• **TASK STATEMENT**:
Take each line below that has "filter" and copy it.

• **GIVEN INFORMATION**:
----------

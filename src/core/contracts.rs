//! Parameter-list normalization and contract deduplication.
//!
//! Raw parameter text is split on top-level commas only (a bracket-depth
//! counter keeps generic arguments, callback signatures, and destructured
//! types intact), then each parameter is separated into name, annotation,
//! and default. Annotations are whitespace-normalized but never parsed
//! further; this layer deliberately has no type-system understanding.

use std::collections::HashMap;

use once_cell::sync::Lazy;
use regex::Regex;

use crate::core::ir::{Contract, ContractProp};

static NAME_RE: Lazy<Regex> = Lazy::new(|| {
    Regex::new(r"^\s*(?:\.\.\.)?\s*\*{0,2}([A-Za-z_$][A-Za-z0-9_$]*)\s*\??\s*$").unwrap()
});

static WS_RE: Lazy<Regex> = Lazy::new(|| Regex::new(r"\s+").unwrap());

/// Split parameter text on commas at bracket depth zero
pub fn split_top_level(params: &str) -> Vec<String> {
    let mut parts = Vec::new();
    let mut depth: i32 = 0;
    let mut current = String::new();

    for ch in params.chars() {
        match ch {
            '<' | '(' | '[' | '{' => {
                depth += 1;
                current.push(ch);
            }
            '>' | ')' | ']' | '}' => {
                depth -= 1;
                current.push(ch);
            }
            ',' if depth <= 0 => {
                parts.push(current.clone());
                current.clear();
            }
            _ => current.push(ch),
        }
    }
    if !current.trim().is_empty() {
        parts.push(current);
    }

    parts
}

/// Parse a raw parameter-list substring into ordered contract properties.
/// Parameters that don't look like `name[: type][= default]` (for example
/// destructured bindings without a name) are skipped rather than guessed.
pub fn parse_props(raw_params: &str) -> Vec<ContractProp> {
    let mut props = Vec::new();
    for part in split_top_level(raw_params) {
        // `name [: type] [= default]`; the default is stripped, with `=>`
        // kept apart from `=` so callback types survive
        let (declared, _default) = split_at_default(&part);
        let (name_part, type_part) = match find_top_level(declared, ':') {
            Some(pos) => (&declared[..pos], Some(&declared[pos + 1..])),
            None => (declared, None),
        };
        let name = match NAME_RE.captures(name_part.trim()) {
            Some(caps) => caps[1].to_string(),
            None => continue,
        };
        let raw_type = type_part
            .map(|t| WS_RE.replace_all(t.trim(), " ").to_string())
            .unwrap_or_default();
        props.push(ContractProp { name, raw_type });
    }
    props
}

/// Split off a default-value expression at the first top-level `=` that
/// is not part of `=>`, `==`, `<=`, or `>=`
fn split_at_default(part: &str) -> (&str, Option<&str>) {
    let chars: Vec<(usize, char)> = part.char_indices().collect();
    let mut depth: i32 = 0;
    for (i, &(byte, ch)) in chars.iter().enumerate() {
        match ch {
            '<' | '(' | '[' | '{' => depth += 1,
            '>' | ')' | ']' | '}' => depth -= 1,
            '=' if depth <= 0 => {
                let next = chars.get(i + 1).map(|&(_, c)| c);
                let prev = i.checked_sub(1).map(|p| chars[p].1);
                let fused = matches!(next, Some('>') | Some('='))
                    || matches!(prev, Some('=') | Some('<') | Some('>') | Some('!'));
                if !fused {
                    return (&part[..byte], Some(&part[byte + 1..]));
                }
            }
            _ => {}
        }
    }
    (part, None)
}

/// Byte offset of the first occurrence of `target` at bracket depth zero
fn find_top_level(text: &str, target: char) -> Option<usize> {
    let mut depth: i32 = 0;
    for (i, ch) in text.char_indices() {
        match ch {
            '<' | '(' | '[' | '{' => depth += 1,
            '>' | ')' | ']' | '}' => depth -= 1,
            c if c == target && depth <= 0 => return Some(i),
            _ => {}
        }
    }
    None
}

/// Collects contracts across a whole extraction run, collapsing identical
/// normalized signatures under identical symbol names into one entry.
#[derive(Default)]
pub struct ContractBuilder {
    contracts: Vec<Contract>,
    index: HashMap<String, usize>,
}

impl ContractBuilder {
    pub fn new() -> Self {
        Self::default()
    }

    /// Bind a symbol's raw parameter list, returning the contract id.
    /// Empty parameter lists bind no contract.
    pub fn bind(&mut self, symbol_name: &str, raw_params: &str) -> Option<String> {
        let props = parse_props(raw_params);
        if props.is_empty() {
            return None;
        }

        let id = contract_id(symbol_name, &props);
        if !self.index.contains_key(&id) {
            self.index.insert(id.clone(), self.contracts.len());
            self.contracts.push(Contract {
                id: id.clone(),
                kind: "params".to_string(),
                props,
            });
        }
        Some(id)
    }

    pub fn into_contracts(self) -> Vec<Contract> {
        self.contracts
    }
}

/// Deterministic contract id: owning symbol name plus a compacted
/// signature with type punctuation mapped to safe characters.
fn contract_id(symbol_name: &str, props: &[ContractProp]) -> String {
    let mut signature = String::new();
    for prop in props {
        signature.push('_');
        signature.push_str(&prop.name);
        if !prop.raw_type.is_empty() {
            signature.push('_');
            signature.push_str(&compact(&prop.raw_type));
        }
    }
    format!("{}_params{}", symbol_name, signature)
}

fn compact(raw_type: &str) -> String {
    let mut out = String::with_capacity(raw_type.len());
    let mut last_was_safe = true;
    for ch in raw_type.chars() {
        if ch.is_alphanumeric() {
            out.push(ch);
            last_was_safe = true;
        } else if last_was_safe {
            out.push('_');
            last_was_safe = false;
        }
    }
    out.trim_end_matches('_').to_string()
}
//! Call-chain sequence synthesis.
//!
//! For every exported symbol, a depth-bounded DFS over the resolved call
//! graph emits an ordered list of beats for downstream visualization.
//! Every exported symbol yields at least one beat: symbols with no
//! resolved calls get a single synthetic no-op, which downstream
//! consumers rely on.

use std::collections::{BTreeMap, HashMap, HashSet};

use serde::{Deserialize, Serialize};

use crate::core::ir::{CallEdge, Contract, Ir};
use crate::core::walker::Deadline;
use crate::error::Result;

/// One step of a synthesized call chain
#[derive(Debug, Clone, PartialEq, Serialize, Deserialize)]
pub struct Beat {
    /// 1-based position in the sequence
    pub beat: usize,
    /// `call:<name>`, or `noop` for the synthetic placeholder
    pub event: String,
    pub handler: String,
}

#[derive(Debug, Clone, PartialEq, Serialize, Deserialize)]
pub struct Movement {
    pub beats: Vec<Beat>,
}

#[derive(Debug, Clone, PartialEq, Serialize, Deserialize)]
pub struct SequenceEntry {
    pub movements: Vec<Movement>,
}

/// The sequence artifact consumed by diagram generators
#[derive(Debug, Clone, PartialEq, Serialize, Deserialize)]
pub struct SequenceArtifact {
    pub generated_at: String,
    pub contracts: Vec<Contract>,
    /// Keyed by sanitized symbol id
    pub sequences: BTreeMap<String, SequenceEntry>,
}

pub struct SequenceSynthesizer {
    max_depth: usize,
}

impl SequenceSynthesizer {
    pub fn new(max_depth: usize) -> Self {
        Self { max_depth }
    }

    pub fn synthesize(&self, ir: &Ir, deadline: &Deadline) -> Result<SequenceArtifact> {
        // One caller-keyed index, reused for every traversal
        let mut calls_by_frm: HashMap<&str, Vec<&CallEdge>> = HashMap::new();
        for call in &ir.calls {
            calls_by_frm.entry(call.frm.as_str()).or_default().push(call);
        }

        let mut sequences = BTreeMap::new();
        for symbol in ir.symbols.iter().filter(|s| s.exported) {
            deadline.check()?;

            let mut beats = Vec::new();
            let mut visited = HashSet::new();
            let mut emitted = HashSet::new();
            visited.insert(symbol.id.as_str());
            self.trace(
                &symbol.id,
                0,
                &calls_by_frm,
                &mut visited,
                &mut emitted,
                &mut beats,
                deadline,
            )?;

            if beats.is_empty() {
                beats.push(Beat {
                    beat: 1,
                    event: "noop".to_string(),
                    handler: symbol.name.clone(),
                });
            }

            sequences.insert(
                sanitize_id(&symbol.id),
                SequenceEntry { movements: vec![Movement { beats }] },
            );
        }

        Ok(SequenceArtifact {
            generated_at: chrono::Utc::now().to_rfc3339(),
            contracts: ir.contracts.clone(),
            sequences,
        })
    }

    #[allow(clippy::too_many_arguments)]
    fn trace<'a>(
        &self,
        frm: &'a str,
        depth: usize,
        calls_by_frm: &HashMap<&'a str, Vec<&'a CallEdge>>,
        visited: &mut HashSet<&'a str>,
        emitted: &mut HashSet<(&'a str, &'a str, usize)>,
        beats: &mut Vec<Beat>,
        deadline: &Deadline,
    ) -> Result<()> {
        deadline.check()?;

        let edges = match calls_by_frm.get(frm) {
            Some(edges) => edges,
            None => return Ok(()),
        };

        for edge in edges {
            // Unresolved calls carry no beat; a symbol whose calls all
            // fail to resolve falls back to the synthetic no-op
            if !edge.is_resolved() {
                continue;
            }
            // The same call expression is never emitted twice, even when
            // reached over multiple DFS paths
            if !emitted.insert((edge.frm.as_str(), edge.name.as_str(), edge.line)) {
                continue;
            }
            beats.push(Beat {
                beat: beats.len() + 1,
                event: format!("call:{}", edge.name),
                handler: edge.name.clone(),
            });

            if depth + 1 < self.max_depth && visited.insert(edge.to.as_str()) {
                self.trace(
                    edge.to.as_str(),
                    depth + 1,
                    calls_by_frm,
                    visited,
                    emitted,
                    beats,
                    deadline,
                )?;
            }
        }

        Ok(())
    }
}

/// Downstream tooling keys sequences by a filesystem-safe symbol id
pub fn sanitize_id(id: &str) -> String {
    id.chars()
        .map(|c| if c.is_alphanumeric() { c } else { '_' })
        .collect()
}

#[cfg(test)]
mod tests {
    use super::*;
    use crate::core::ir::{Symbol, SymbolKind};

    fn symbol(id: &str, exported: bool) -> Symbol {
        Symbol {
            id: id.to_string(),
            file: "a.ts".to_string(),
            kind: SymbolKind::Function,
            name: id.rsplit("::").next().unwrap().to_string(),
            class_name: None,
            exported,
            params_contract: None,
            source_range: (1, 3),
        }
    }

    fn call(frm: &str, to: &str, name: &str, line: usize) -> CallEdge {
        CallEdge {
            frm: frm.to_string(),
            to: to.to_string(),
            name: name.to_string(),
            line,
        }
    }

    fn synthesize(ir: &Ir, max_depth: usize) -> SequenceArtifact {
        SequenceSynthesizer::new(max_depth)
            .synthesize(ir, &Deadline::new(None))
            .unwrap()
    }

    #[test]
    fn exported_symbol_without_calls_gets_a_noop_beat() {
        let ir = Ir {
            files: vec!["a.ts".to_string()],
            symbols: vec![symbol("a::idle", true)],
            calls: vec![],
            contracts: vec![],
        };
        let artifact = synthesize(&ir, 3);
        let entry = &artifact.sequences["a__idle"];
        let beats = &entry.movements[0].beats;
        assert_eq!(beats.len(), 1);
        assert_eq!(beats[0].event, "noop");
        assert_eq!(beats[0].handler, "idle");
        assert_eq!(beats[0].beat, 1);
    }

    #[test]
    fn unresolved_only_calls_fall_back_to_the_noop_beat() {
        let ir = Ir {
            files: vec!["a.ts".to_string()],
            symbols: vec![symbol("a::lonely", true)],
            calls: vec![call("a::lonely", "", "phantom", 2)],
            contracts: vec![],
        };
        let artifact = synthesize(&ir, 3);
        let beats = &artifact.sequences["a__lonely"].movements[0].beats;
        assert_eq!(beats.len(), 1);
        assert_eq!(beats[0].event, "noop");
        assert_eq!(beats[0].handler, "lonely");
    }

    #[test]
    fn unresolved_calls_emit_no_beats_among_resolved_ones() {
        let ir = Ir {
            files: vec!["a.ts".to_string()],
            symbols: vec![symbol("a::outer", true), symbol("a::mid", false)],
            calls: vec![
                call("a::outer", "", "mystery", 1),
                call("a::outer", "a::mid", "mid", 2),
            ],
            contracts: vec![],
        };
        let beats = &synthesize(&ir, 3).sequences["a__outer"].movements[0].beats;
        let events: Vec<&str> = beats.iter().map(|b| b.event.as_str()).collect();
        assert_eq!(events, vec!["call:mid"]);
    }

    #[test]
    fn chains_follow_resolved_edges_in_order() {
        let ir = Ir {
            files: vec!["a.ts".to_string()],
            symbols: vec![
                symbol("a::outer", true),
                symbol("a::mid", false),
                symbol("a::leaf", false),
            ],
            calls: vec![
                call("a::outer", "a::mid", "mid", 2),
                call("a::mid", "a::leaf", "leaf", 5),
            ],
            contracts: vec![],
        };
        let artifact = synthesize(&ir, 3);
        assert_eq!(artifact.sequences.len(), 1, "only exported symbols get sequences");
        let beats = &artifact.sequences["a__outer"].movements[0].beats;
        let events: Vec<&str> = beats.iter().map(|b| b.event.as_str()).collect();
        assert_eq!(events, vec!["call:mid", "call:leaf"]);
        assert_eq!(beats[1].beat, 2);
    }

    #[test]
    fn depth_cap_halts_recursion() {
        let ir = Ir {
            files: vec!["a.ts".to_string()],
            symbols: vec![
                symbol("a::l0", true),
                symbol("a::l1", false),
                symbol("a::l2", false),
                symbol("a::l3", false),
            ],
            calls: vec![
                call("a::l0", "a::l1", "l1", 1),
                call("a::l1", "a::l2", "l2", 2),
                call("a::l2", "a::l3", "l3", 3),
            ],
            contracts: vec![],
        };
        // max_depth 2: edges at depth 0 and 1 only
        let beats = &synthesize(&ir, 2).sequences["a__l0"].movements[0].beats;
        let events: Vec<&str> = beats.iter().map(|b| b.event.as_str()).collect();
        assert_eq!(events, vec!["call:l1", "call:l2"]);
    }

    #[test]
    fn cycles_do_not_recurse_forever() {
        let ir = Ir {
            files: vec!["a.ts".to_string()],
            symbols: vec![symbol("a::ping", true), symbol("a::pong", false)],
            calls: vec![
                call("a::ping", "a::pong", "pong", 1),
                call("a::pong", "a::ping", "ping", 2),
            ],
            contracts: vec![],
        };
        let beats = &synthesize(&ir, 10).sequences["a__ping"].movements[0].beats;
        let events: Vec<&str> = beats.iter().map(|b| b.event.as_str()).collect();
        // pong's call back into ping is emitted, but ping is not re-entered
        assert_eq!(events, vec!["call:pong", "call:ping"]);
    }

    #[test]
    fn duplicate_paths_emit_each_call_site_once() {
        let ir = Ir {
            files: vec!["a.ts".to_string()],
            symbols: vec![
                symbol("a::root", true),
                symbol("a::left", false),
                symbol("a::right", false),
                symbol("a::shared", false),
            ],
            calls: vec![
                call("a::root", "a::left", "left", 1),
                call("a::root", "a::right", "right", 2),
                call("a::left", "a::shared", "shared", 4),
                call("a::right", "a::shared", "shared", 4),
            ],
            contracts: vec![],
        };
        let beats = &synthesize(&ir, 5).sequences["a__root"].movements[0].beats;
        // The two shared() call sites are distinct (frm differs), so both
        // appear; each individual site appears exactly once
        let shared = beats.iter().filter(|b| b.event == "call:shared").count();
        assert_eq!(shared, 2);
        assert_eq!(beats.len(), 4);
    }

    #[test]
    fn sanitized_ids_are_filesystem_safe() {
        assert_eq!(sanitize_id("models::User.save"), "models__User_save");
    }
}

----------

• **WRITTEN SOLUTION**:
        for symbol in ir.symbols.iter().filter(|s| s.exported) {
        let shared = beats.iter().filter(|b| b.event == "call:shared").count();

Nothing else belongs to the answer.